Enough of a draw to a chap like me who is in love with the 1930s and the war years, having only just missed them because Mum had only just met Dad. Am I one of only a small number who are obsessed with the years just previous to my birth; or do we all dote on times just before us?
Set in and just before the war years, Mr Fox describes one long struggle by a deserted young mother who – though from the ‘top drawer’ – has fallen on hard times. The miserableness of her circumstances causes her to have to move in with a black marketeer and petty thief who treats the woman, Caroline, and her child with a combination of kindness and nastiness. She is caught and, in seeking an exit, runs into even more problems. Probably the beast of the whole book is a selfish, moralistic-sorry-vegan mother who Caroline goes to live and work with as the war begins. A cold, virtuous house with a spoilt child and hunger stalking Caroline and her daughter’s life, it is a case of studied menace done in a very middle-class way.

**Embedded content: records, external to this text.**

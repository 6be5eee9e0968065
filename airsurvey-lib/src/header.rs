//! Line classification.
//!
//! Every text line starts with a record header token and the recording time in
//! milliseconds, e.g., `$TRM,1234.0,23.5,`. The remainder is the record payload.
use serde::{Deserialize, Serialize};

use crate::fields::Fields;
use crate::nmea;
use crate::sensor;
use crate::snapshot::Channel;

/// Top-level record header.
#[derive(Serialize, Deserialize, Debug, Clone, Copy, PartialEq, Eq, Hash)]
pub enum Header {
    /// Spectrometer marker, followed in the stream by a binary [crate::Frame].
    Spectrometer,
    /// Navigation group, `$RDALT` or `$LINE` payloads.
    Navigation,
    /// GPS group, `$GPGGA` or `$GPZDA` payloads.
    Gps,
    Pressure,
    Temperature,
    Humidity,
}

impl Header {
    const PREFIXES: [(&'static str, Header); 6] = [
        ("$RSX", Header::Spectrometer),
        ("$NAV", Header::Navigation),
        ("$GPS", Header::Gps),
        ("$BAR", Header::Pressure),
        ("$TRM", Header::Temperature),
        ("$HUM", Header::Humidity),
    ];

    /// Classify a header token by prefix. Returns `None` for unrecognized headers.
    #[must_use]
    pub fn classify(token: &str) -> Option<Header> {
        Self::PREFIXES
            .iter()
            .find(|(prefix, _)| token.starts_with(prefix))
            .map(|(_, hdr)| *hdr)
    }

    /// Determine the channel a payload for this header updates. Group headers are
    /// resolved using the payload's leading sub-header token.
    #[must_use]
    pub fn route(&self, payload: &str) -> Option<Channel> {
        match self {
            Header::Spectrometer => Some(Channel::Spectrometer),
            Header::Pressure => Some(Channel::Pressure),
            Header::Temperature => Some(Channel::Temperature),
            Header::Humidity => Some(Channel::Humidity),
            Header::Navigation => {
                if payload.starts_with(sensor::RDALT) {
                    Some(Channel::RadarAltitude)
                } else if payload.starts_with(sensor::LINE) {
                    Some(Channel::LineNumber)
                } else {
                    None
                }
            }
            Header::Gps => {
                if payload.starts_with(nmea::GGA) {
                    Some(Channel::GpsFix)
                } else if payload.starts_with(nmea::ZDA) {
                    Some(Channel::GpsDate)
                } else {
                    None
                }
            }
        }
    }
}

/// Largest recording time magnitude, in milliseconds, accepted by [split_record].
pub const MAX_TIMESTAMP_MS: f64 = 1e15;

/// A classified line with its recording time.
#[derive(Debug, Clone, Copy, PartialEq)]
pub struct RawRecord<'a> {
    pub header: Header,
    /// Recording time in milliseconds
    pub timestamp_ms: f64,
    /// Everything after the recording time field
    pub payload: &'a str,
}

impl RawRecord<'_> {
    /// Recording time in whole seconds.
    #[must_use]
    pub fn epoch(&self) -> i64 {
        (self.timestamp_ms / 1000.0).floor() as i64
    }
}

/// Why a line was skipped by [split_record].
#[derive(Debug, Clone, PartialEq)]
pub enum Skip {
    UnknownHeader,
    /// Nothing follows the header token.
    NoRemainder(Header),
    BadTimestamp { header: Header, token: String },
}

impl Skip {
    /// The header of the skipped line, if it was recognized.
    #[must_use]
    pub fn header(&self) -> Option<Header> {
        match self {
            Skip::UnknownHeader => None,
            Skip::NoRemainder(header) | Skip::BadTimestamp { header, .. } => Some(*header),
        }
    }
}

/// Split a line into its header, recording time and payload.
///
/// Trailing line terminators are removed before splitting.
///
/// # Errors
/// A [Skip] if the header is not recognized or the recording time is missing, invalid,
/// not finite or larger in magnitude than [MAX_TIMESTAMP_MS].
///
/// # Example
/// ```
/// use airsurvey::header::{split_record, Header};
///
/// let rec = split_record("$TRM,5250.5,23.25,\r\n").unwrap();
/// assert_eq!(rec.header, Header::Temperature);
/// assert_eq!(rec.epoch(), 5);
/// assert_eq!(rec.payload, "23.25,");
/// ```
pub fn split_record(line: &str) -> Result<RawRecord<'_>, Skip> {
    let line = line.trim_end_matches(['\r', '\n']);
    let mut fields = Fields::new(line);
    let header = fields
        .next()
        .and_then(Header::classify)
        .ok_or(Skip::UnknownHeader)?;
    if fields.remainder().is_none() {
        return Err(Skip::NoRemainder(header));
    }
    let token = fields.next().unwrap_or_default();
    let bad_timestamp = || Skip::BadTimestamp {
        header,
        token: token.to_string(),
    };
    let timestamp_ms: f64 = token.trim().parse().map_err(|_| bad_timestamp())?;
    if !(timestamp_ms.is_finite() && timestamp_ms.abs() <= MAX_TIMESTAMP_MS) {
        return Err(bad_timestamp());
    }

    Ok(RawRecord {
        header,
        timestamp_ms,
        payload: fields.remainder().unwrap_or_default(),
    })
}

#[cfg(test)]
mod tests {
    use super::*;
    use test_case::test_case;

    #[test_case("$RSX", Some(Header::Spectrometer); "spectrometer")]
    #[test_case("$NAV", Some(Header::Navigation); "navigation")]
    #[test_case("$GPS", Some(Header::Gps); "gps")]
    #[test_case("$BAR", Some(Header::Pressure); "pressure")]
    #[test_case("$TRM", Some(Header::Temperature); "temperature")]
    #[test_case("$HUM", Some(Header::Humidity); "humidity")]
    #[test_case("$HUMX", Some(Header::Humidity); "prefix match")]
    #[test_case("$MAG", None; "magnetometer")]
    #[test_case("$trm", None; "case sensitive")]
    #[test_case("", None; "empty")]
    fn classify(token: &str, expected: Option<Header>) {
        assert_eq!(Header::classify(token), expected);
    }

    #[test_case(Header::Navigation, "$RDALT,120.5,", Some(Channel::RadarAltitude); "radar altitude")]
    #[test_case(Header::Navigation, "$LINE,1020,", Some(Channel::LineNumber); "line number")]
    #[test_case(Header::Navigation, "$HDG,1.0,", None; "unknown nav")]
    #[test_case(Header::Gps, "$GPGGA,134259.30,", Some(Channel::GpsFix); "fix")]
    #[test_case(Header::Gps, "$GPZDA,134259,", Some(Channel::GpsDate); "date")]
    #[test_case(Header::Gps, "$GPRMC,134259,", None; "unknown gps")]
    #[test_case(Header::Pressure, "", Some(Channel::Pressure); "pressure")]
    #[test_case(Header::Spectrometer, "", Some(Channel::Spectrometer); "spectrometer")]
    fn route(header: Header, payload: &str, expected: Option<Channel>) {
        assert_eq!(header.route(payload), expected);
    }

    #[test]
    fn split_record_gps() {
        let rec = split_record("$GPS,1999.9,$GPGGA,1,2*00\n").unwrap();
        assert_eq!(rec.header, Header::Gps);
        assert_eq!(rec.timestamp_ms, 1999.9);
        assert_eq!(rec.epoch(), 1);
        assert_eq!(rec.payload, "$GPGGA,1,2*00");
    }

    #[test]
    fn split_record_without_payload() {
        let rec = split_record("$RSX,6000").unwrap();
        assert_eq!(rec.header, Header::Spectrometer);
        assert_eq!(rec.epoch(), 6);
        assert_eq!(rec.payload, "");
    }

    #[test_case("$TRM,NaN,20.0", "NaN"; "nan")]
    #[test_case("$TRM,inf,20.0", "inf"; "infinite")]
    #[test_case("$TRM,-infinity,20.0", "-infinity"; "negative infinite")]
    #[test_case("$TRM,5e21,20.0", "5e21"; "too large")]
    #[test_case("$TRM,-5e21,20.0", "-5e21"; "too small")]
    fn split_record_rejects_unusable_timestamp(line: &str, token: &str) {
        let expected = Skip::BadTimestamp {
            header: Header::Temperature,
            token: token.to_string(),
        };
        assert_eq!(split_record(line), Err(expected));
    }

    #[test]
    fn split_record_accepts_largest_timestamp() {
        let rec = split_record("$TRM,-1e15,20.0").unwrap();
        assert_eq!(rec.epoch(), -1_000_000_000_000);
        assert!(split_record("$TRM,1e15,20.0").is_ok());
    }

    #[test_case("$XYZ,100,1", Skip::UnknownHeader; "unknown header")]
    #[test_case("$BAR\r\n", Skip::NoRemainder(Header::Pressure); "no remainder")]
    #[test_case("$BAR,abc,1013", Skip::BadTimestamp { header: Header::Pressure, token: "abc".to_string() }; "bad timestamp")]
    #[test_case("$BAR,,1013", Skip::BadTimestamp { header: Header::Pressure, token: String::new() }; "empty timestamp")]
    fn split_record_skips(line: &str, expected: Skip) {
        assert_eq!(split_record(line), Err(expected));
    }

    #[test]
    fn epoch_floors_negative_times() {
        let rec = RawRecord {
            header: Header::Temperature,
            timestamp_ms: -0.5,
            payload: "",
        };
        assert_eq!(rec.epoch(), -1);
    }
}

Suffering is on every page, but the joy of the book is how the young mother, based on the author’s own experience, seems to struggle on to the next solution only to find that it solves nothing. It is a short odyssey of reversals of fortune that is so well written, in a kind of indomitable fashion, that it makes you believe in the whole project. Cleaner, hostess and almost-compromised young woman, cook and household slave, Caroline manages to get through the deprivation and the war still confident that something soon will turn her fortunes.
The description of the bombing raids on London and surrounding areas is some of the best I have read, showing it from below. ‘Below’ in the sense both of among the poor and below the threat that came from the skies.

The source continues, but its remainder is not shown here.